Mokoomba returns to Schenectady Headlines Passport Series: Music Haven at Proctors

Mokoomba returns to Schenectady
Headlines Passport Series: Music Haven at Proctors
Knockout band from Zimbabwe leads dance party
at GE Theatre at Proctors, Thursday, April 11

SCHENECTADY, N.Y.—MARCH 27, 2019—Victoria Falls, Zimbabwe, where the Zambezi River drops 350 feet, earning a name, in the local dialect, that translates as “the smoke that thunders.” At the border of Zambia, the town is a cultural crossroads, with language and custom flowing and mixing as freely as the famous falls themselves.

Mokoomba makes music that thunders, and the band, hailing from Victoria Falls, returns to Schenectady, 7:30 p.m. Thursday, April 11, headlining the final 2018–2019 edition of Passport Series: Music Haven at Proctors at the GE Theatre at Proctors.

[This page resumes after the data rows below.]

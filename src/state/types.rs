//! Records written to the manifest log, the dead-letter log and the state
//! database.

use chrono::{DateTime, Utc};
use serde::{Deserialize, Serialize};

/// One completed asset: the line a downstream consumer reads to learn that
/// every selected rendition is in the bucket.
#[derive(Debug, Clone, PartialEq, Eq, Serialize, Deserialize)]
pub struct ManifestRecord {
    pub asset_id: String,
    pub bucket: String,
    pub manifest_url: String,
    /// Destination keys, highest bitrate first.
    pub renditions: Vec<String>,
    pub completed_at: DateTime<Utc>,
}

#[derive(Debug, Clone, Copy, PartialEq, Eq, Serialize, Deserialize)]
#[serde(rename_all = "lowercase")]
pub enum DeadLetterKind {
    /// A single transfer that exhausted its retries or failed permanently.
    Task,
    /// An asset whose manifest will never be emitted.
    Asset,
}

impl DeadLetterKind {
    /// Convert to the string stored in the database.
    pub fn as_str(&self) -> &'static str {
        match self {
            Self::Task => "task",
            Self::Asset => "asset",
        }
    }

    /// Parse from the string stored in the database.
    pub fn from_str(s: &str) -> Option<Self> {
        match s {
            "task" => Some(Self::Task),
            "asset" => Some(Self::Asset),
            _ => None,
        }
    }
}

#[derive(Debug, Clone, PartialEq, Eq, Serialize, Deserialize)]
pub struct DeadLetterRecord {
    pub kind: DeadLetterKind,
    pub asset_id: String,
    /// Origin path of the failed transfer (task records only).
    #[serde(default, skip_serializing_if = "Option::is_none")]
    pub source: Option<String>,
    /// Dead-lettered renditions (asset records only).
    #[serde(default, skip_serializing_if = "Vec::is_empty")]
    pub paths: Vec<String>,
    pub attempts: u32,
    pub error: String,
    pub recorded_at: DateTime<Utc>,
}

impl DeadLetterRecord {
    pub fn task(asset_id: &str, source: &str, attempts: u32, error: &str) -> Self {
        Self {
            kind: DeadLetterKind::Task,
            asset_id: asset_id.to_string(),
            source: Some(source.to_string()),
            paths: Vec::new(),
            attempts,
            error: error.to_string(),
            recorded_at: Utc::now(),
        }
    }

    pub fn asset(asset_id: &str, error: &str, paths: Vec<String>) -> Self {
        Self {
            kind: DeadLetterKind::Asset,
            asset_id: asset_id.to_string(),
            source: None,
            paths,
            attempts: 0,
            error: error.to_string(),
            recorded_at: Utc::now(),
        }
    }
}

/// Statistics for a single migration run.
#[derive(Debug, Clone, Default, PartialEq, Eq)]
pub struct RunStats {
    pub transferred: u64,
    pub manifests: u64,
    pub dead_letters: u64,
    pub failed_assets: u64,
    /// Whether the run stopped early (shutdown or enumeration failure).
    pub interrupted: bool,
    /// Where a follow-up `resume` should start.
    pub resume_cursor: Option<String>,
}

/// One row of run history.
#[derive(Debug, Clone)]
pub struct RunRecord {
    pub id: i64,
    pub started_at: Option<DateTime<Utc>>,
    pub completed_at: Option<DateTime<Utc>>,
    pub start_cursor: String,
    pub stats: RunStats,
}

/// Last cursor recorded after a fully drained wave.
#[derive(Debug, Clone, PartialEq, Eq)]
pub struct Checkpoint {
    pub run_id: i64,
    pub cursor: String,
    pub transferred: u64,
    pub recorded_at: Option<DateTime<Utc>>,
}

/// Summary of the state database.
#[derive(Debug, Clone)]
pub struct MigrationSummary {
    pub runs: u64,
    pub manifests: u64,
    pub task_dead_letters: u64,
    pub failed_assets: u64,
    pub last_run_started: Option<DateTime<Utc>>,
    pub last_run_completed: Option<DateTime<Utc>>,
    pub last_checkpoint: Option<Checkpoint>,
}
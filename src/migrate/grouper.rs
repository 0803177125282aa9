use std::collections::{HashMap, HashSet};

use super::paths::{self, AssetId, PathLayout};

/// An asset seen for the first time this run.
#[derive(Debug, Clone, PartialEq, Eq)]
pub struct DiscoveredAsset {
    pub id: AssetId,
    /// Normalised origin directory holding the renditions.
    pub dir: String,
}

/// What a listed file means for discovery.
#[derive(Debug, Clone, PartialEq, Eq)]
pub enum Discovery {
    /// First sighting of an asset directory.
    New(DiscoveredAsset),
    /// A second directory maps to an id already claimed by `known_dir`.
    /// Reported once per colliding directory.
    Collision {
        id: AssetId,
        dir: String,
        known_dir: String,
    },
}

/// Turns the flat file listing into one discovery per asset.
///
/// The listing returns every rendition file, so an asset directory shows up
/// many times within a page and across pages; only the first sighting
/// triggers rendition selection.
#[derive(Debug)]
pub struct AssetGrouper {
    layout: PathLayout,
    seen: HashMap<AssetId, String>,
    collisions: HashSet<String>,
}

impl AssetGrouper {
    pub fn new(layout: PathLayout) -> Self {
        Self {
            layout,
            seen: HashMap::new(),
            collisions: HashSet::new(),
        }
    }

    /// Returns `None` for every sighting after the first.
    pub fn on_file(&mut self, path: &str) -> Option<Discovery> {
        let path = paths::normalize(path);
        let dir = self.layout.asset_dir(&path).to_string();
        let id = self.layout.asset_id(&path);

        if let Some(known_dir) = self.seen.get(&id) {
            if *known_dir != dir && self.collisions.insert(dir.clone()) {
                tracing::warn!(
                    "Asset id {} already claimed by {}; not migrating {}",
                    id,
                    known_dir,
                    dir
                );
                return Some(Discovery::Collision {
                    id,
                    dir,
                    known_dir: known_dir.clone(),
                });
            }
            return None;
        }

        self.seen.insert(id.clone(), dir.clone());
        Some(Discovery::New(DiscoveredAsset { id, dir }))
    }

    pub fn discovered(&self) -> usize {
        self.seen.len()
    }
}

In June 2014, Mokoomba made its first appearance in the United States, in nearby Central Park, opening the 25th anniversary season of Music Haven Concert Series with a dance party that followed the sun below the horizon, creating the kind of glowing moonbow that usually only happens over the great waterfall.

That first date lives large in local music legend. If you were there, this performance is a chance to pinch yourself and see if it was real. If you weren’t, it’s a second chance to understand the sheer musical magic of Mokoomba—what German music journalist Thorsten Bednarz calls “the future of Afrosound.”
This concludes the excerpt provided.